Garth Paltridge, who was Director of the Antarctic CRC based in Hobart, and which was funded jointly by the CSIRO and the ARGC tells the story how one Easter he had made sceptical comments in the press about the global warming 'consensus', and returning to his desk on Easter Tuesday was threatened by a CSIRO functionary with major funding cuts to the Antarctic Research programme for which he was responsible if he uttered such blasphemy again.

Now the CSIRO's public reputation is based largely on the work of Sir Ian Clunies Ross, who was appointed chairman in May 1949.

Reflecting CSIRO's dominance of Australian science and the sound foundations laid by David Rivett, Ian Clunies Ross was able to reap the benefits of a series of glittering successes. Radio astronomy, the discovery of the role of minor elements in animal and plant physiology, the dissemination of myxomatosis virus for the control of rabbits, and improvements in wool processing combined to propel the organization, and its chairman, to national prominence.

Ian Clunies Ross was a charismatic speaker who spoke to audiences all over Australia whenever he could. I still remember him speaking to a packed church at South Camberwell Methodist Church in the heart of the Bible Belt in Melbourne, when I was a young boy aged about 12 or 13.

But now that the AGW story line is coming apart, and more and more people become aware that it was always a scam, at some point a future Commonwealth Govt is going to have to make a decision about the future of an organisation which costs the taxpayer quite a few hundreds of millions, but whose reputation as a credible source of advice will be in tatters.

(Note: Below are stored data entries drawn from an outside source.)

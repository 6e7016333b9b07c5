//! macroquad stand-ins for the board's panel, joystick and buzzer

mod audio;
mod panel;
mod stick;

pub use audio::SpeakerBuzzer;
pub use panel::WindowPanel;
pub use stick::KeyboardJoystick;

The same problem arises with the universities which, without exception, have tried to milk the taxpayer by riding in the global warming cart. The most egregious example is the Vice Chancellor of my own alma mater, Professor Glynn Davies, who chaired the Prime Ministers' summit of the best and brightest held on 19-20th April last year, and rode his global warming horse for that occasion with great enthusiasm. I would like to think that the vice-chancellors of my day would have never allowed themselves to behave with such disregard to the reputation of their universities.

The problem of government funding of science and universities is examined in historical detail by Terence Kealey, Vice Chancellor of Buckingham University and a clinical bio-chemist by profession. Buckingham University is a successful, completely private university.

Kealey's latest book is entitled Sex, Science & Profits and deals with the nature of science, the history of technology and the role of governments in promoting economic growth. It provides a devastating critique of states' failure to fund economically useful knowledge, and suggests that all spending on "technologies of the future" is likely to wind up down the drain.

Professor Kealey explodes the notion of private "underinvestment" in R&D, which is based on flawed economic theory rather than industrial fact. He also highlights the counter-productiveness of government technological promotion, using two prominent British examples. Before he became Prime Minister, Harold Wilson, in the early 1960s, promoted the "White Heat" of technological revolution, using the Soviet Union as a model. His Labour government greatly increased public R&D spending, which yielded the first commercial nuclear reactor, the first jet passenger aircraft, the first commercial computer and (half of) the first supersonic commercial aircraft.

But what all these "achievements" had in common was that they were financial disasters, and accompanied a precipitous decline in the British economy.

This book will be a must for all those who see the universities as one of our most serious institutional examples of intellectual decline in Australia, and aer trying to think of a way out of our predicament.

A useful current example of government investment in completely useless technology is the many millions of tax payers money being spent on carbon capture and sequestration; surely one of the most obvious no-brainers of our time.

I'll now hand over to our Chairman to conduct Q&A.